China's teapots pause Iran oil orders after US sanctions refinery
Small Chinese non-state refineries—known as “teapots”—appear to be holding off on new orders of Iranian crude following Washington’s recent sanctions on Shouguang Luqing Petrochemicals, a refinery based in Shandong.
According to market intelligence cited by maritime data firm Kpler, no fresh deals for Iranian crude have been reported since March 20.
Iran’s main oil customers are small Chinese refineries, officially not linked to state structures, most of which are based in Shandong, where 90% of Iranian oil cargoes is discharged.
Refiners are assessing the risks associated with continuing to purchase Iranian crude and are closely monitoring the repercussions faced by the sanctioned Shouguang Luqing Petrochemicals, which has a refining capacity of 60,000 barrels per day.

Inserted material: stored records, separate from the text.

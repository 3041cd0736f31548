use crate::bytecode::Program;
use crate::bytecode::op::{Op, PUSH_OPERAND_LEN};

#[derive(Debug, Clone, PartialEq)]
pub struct StackCheckError {
    pub message: String,
}

impl std::fmt::Display for StackCheckError {
    fn fmt(&self, f: &mut std::fmt::Formatter<'_>) -> std::fmt::Result {
        write!(f, "stack-check error: {}", self.message)
    }
}

impl std::error::Error for StackCheckError {}

impl StackCheckError {
    pub(crate) fn new(message: impl Into<String>) -> Self {
        Self {
            message: message.into(),
        }
    }
}

/// Verifies that a byte stream is well-formed bytecode.
///
/// Walks the instruction stream once, checking that every opcode byte is
/// known, every `PUSH` operand is complete, no arithmetic opcode underflows
/// the operand stack, and the program ends at stack depth exactly one. The
/// compiler asserts this on its own output in debug builds; deserialized
/// images must pass it before the VM will run them.
pub fn check_program(program: &Program) -> Result<(), StackCheckError> {
    let code = program.code();
    let mut pc = 0;
    let mut depth: usize = 0;

    while pc < code.len() {
        let at = pc;
        let op = Op::from_byte(code[pc]).ok_or_else(|| {
            StackCheckError::new(format!("invalid opcode 0x{:02x} at offset {}", code[at], at))
        })?;
        pc += 1;

        match op {
            Op::Push => {
                if code.len() - pc < PUSH_OPERAND_LEN {
                    return Err(StackCheckError::new(format!(
                        "truncated PUSH operand at offset {}",
                        at
                    )));
                }
                pc += PUSH_OPERAND_LEN;
                depth += 1;
            }
            _ => {
                if depth < 2 {
                    return Err(StackCheckError::new(format!(
                        "{} at offset {} underflows the operand stack",
                        op.mnemonic(),
                        at
                    )));
                }
                depth -= 1;
            }
        }
    }

    if depth != 1 {
        return Err(StackCheckError::new(format!(
            "program leaves {} values on the stack, expected 1",
            depth
        )));
    }
    Ok(())
}

#[cfg(test)]
mod tests {
    use super::*;
    use crate::bytecode::compile;
    use crate::parser::parse;

    fn raw(code: Vec<u8>) -> Program {
        Program::from_code(code)
    }

    #[test]
    fn accepts_compiler_output() {
        let program = compile(&parse("1+2-3*4+(5-6)-(7+8)%9").unwrap());
        assert_eq!(check_program(&program), Ok(()));
    }

    #[test]
    fn rejects_empty_program() {
        let err = check_program(&raw(vec![])).unwrap_err();
        assert!(err.message.contains("leaves 0 values"), "{}", err);
    }

    #[test]
    fn rejects_invalid_opcode() {
        let err = check_program(&raw(vec![0x7f])).unwrap_err();
        assert!(err.message.contains("invalid opcode 0x7f"), "{}", err);
    }

    #[test]
    fn rejects_truncated_push() {
        let err = check_program(&raw(vec![0x00, 1, 2, 3])).unwrap_err();
        assert!(err.message.contains("truncated PUSH"), "{}", err);
    }

    #[test]
    fn rejects_underflow() {
        let mut code = vec![0x00];
        code.extend_from_slice(&1i64.to_le_bytes());
        code.push(0x01); // ADD with one value on the stack
        let err = check_program(&raw(code)).unwrap_err();
        assert!(err.message.contains("underflows"), "{}", err);
    }

    #[test]
    fn rejects_leftover_values() {
        let mut code = Vec::new();
        code.push(0x00);
        code.extend_from_slice(&1i64.to_le_bytes());
        code.push(0x00);
        code.extend_from_slice(&2i64.to_le_bytes());
        let err = check_program(&raw(code)).unwrap_err();
        assert!(err.message.contains("leaves 2 values"), "{}", err);
    }
}
use crate::ast::BinOp;

/// x86-64 instruction emitter for the expression stack machine.
///
/// The generated code keeps the whole expression on the native call stack:
/// a literal is a push, a binary operator is one fixed template that loads
/// the two topmost slots into scratch registers, operates, writes the result
/// over the second-from-top slot and discards the top one. rax and rdx are
/// caller-owned scratch; rbx is callee-saved, so the prologue preserves it
/// and the epilogue restores it. The result is returned in rax per the
/// System V calling convention.
///
/// Encodings are x86-64 only, by design. Another target means another
/// emitter, not a parameterization of this one.
pub struct Asm {
    code: Vec<u8>,
}

impl Asm {
    pub fn new() -> Self {
        Asm { code: Vec::new() }
    }

    pub fn code(&self) -> &[u8] {
        &self.code
    }

    pub fn into_code(self) -> Vec<u8> {
        self.code
    }

    fn emit(&mut self, bytes: &[u8]) {
        self.code.extend_from_slice(bytes);
    }

    /// Function entry: save the one callee-saved register the templates use.
    pub fn prologue(&mut self) {
        self.emit(&[0x53]); // push rbx
    }

    /// Pushes an immediate value onto the native stack.
    ///
    /// `push imm32` sign-extends to 64 bits, so it covers any value in i32
    /// range in five bytes; larger literals take the `movabs` form.
    pub fn push_imm(&mut self, value: i64) {
        if let Ok(small) = i32::try_from(value) {
            self.emit(&[0x68]); // push imm32
            self.emit(&small.to_le_bytes());
        } else {
            self.emit(&[0x48, 0xb8]); // movabs rax, imm64
            self.emit(&value.to_le_bytes());
            self.emit(&[0x50]); // push rax
        }
    }

    /// Applies a binary operator to the two topmost native-stack slots.
    ///
    /// Left operand is second from top (pushed first), right operand is on
    /// top; the result replaces the left operand's slot and the top slot is
    /// discarded.
    pub fn binary_op(&mut self, op: BinOp) {
        self.emit(&[0x48, 0x8b, 0x44, 0x24, 0x08]); // mov rax, [rsp+8]
        self.emit(&[0x48, 0x8b, 0x1c, 0x24]); // mov rbx, [rsp]
        match op {
            BinOp::Add => self.emit(&[0x48, 0x03, 0xc3]), // add rax, rbx
            BinOp::Sub => self.emit(&[0x48, 0x2b, 0xc3]), // sub rax, rbx
            BinOp::Mul => self.emit(&[0x48, 0x0f, 0xaf, 0xc3]), // imul rax, rbx
            BinOp::Div | BinOp::Mod => {
                // Widen rax into rdx:rax, then divide. idiv leaves the
                // quotient in rax and the remainder in rdx; `%` just picks
                // the other register. Traps on a zero divisor.
                self.emit(&[0x48, 0x99]); // cqo
                self.emit(&[0x48, 0xf7, 0xfb]); // idiv rbx
                if op == BinOp::Mod {
                    self.emit(&[0x48, 0x8b, 0xc2]); // mov rax, rdx
                }
            }
        }
        self.emit(&[0x48, 0x89, 0x44, 0x24, 0x08]); // mov [rsp+8], rax
        self.emit(&[0x48, 0x83, 0xc4, 0x08]); // add rsp, 8
    }

    /// Function exit: the single remaining slot is the result.
    pub fn epilogue(&mut self) {
        self.emit(&[0x48, 0x8b, 0x04, 0x24]); // mov rax, [rsp]
        self.emit(&[0x48, 0x83, 0xc4, 0x08]); // add rsp, 8
        self.emit(&[0x5b]); // pop rbx
        self.emit(&[0xc3]); // ret
    }
}

impl Default for Asm {
    fn default() -> Self {
        Asm::new()
    }
}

While there are currently no indications that banks have cut off financing for Luqing, the refinery's ability to secure financing and maintain operations could influence the decisions of other teapots, particularly those heavily reliant on Iranian crude as their primary feedstock, according to Kpler.
Despite the cautious approach to new orders, China's imports of Iranian crude are still projected to show a significant month-on-month increase in March.
As of March 26, Iranian cargoes transported by vessels not listed under US Office of Foreign Assets Control (OFAC) sanctions appeared to have discharged successfully in Chinese ports, suggesting that ports have not yet turned away Iranian crude despite the tighter US sanctions.
Iran’s oil sales to China dropped sharply in January. Data from Kpler shows that Iran’s oil deliveries to China fell below 850,000 barrels per day in the period, compared to over 1.8 million barrels per day in October last year.
However, the recent US move to sanction Huizhou Huaying, an oil terminal in southern China, may prompt some ports to re-evaluate the risks of accepting sanctioned vessels in the future.
Data indicates that two Aframax tankers blacklisted by OFAC earlier this year managed to discharge Iranian crude at the ports of Yangshan and Dongying this week.
The US sanctions on the Chinese refinery come as part of Washington's efforts to maximize economic pressure on Iran to disrupt its access to financial resources. Iran's oil sales are a key target of these sanctions.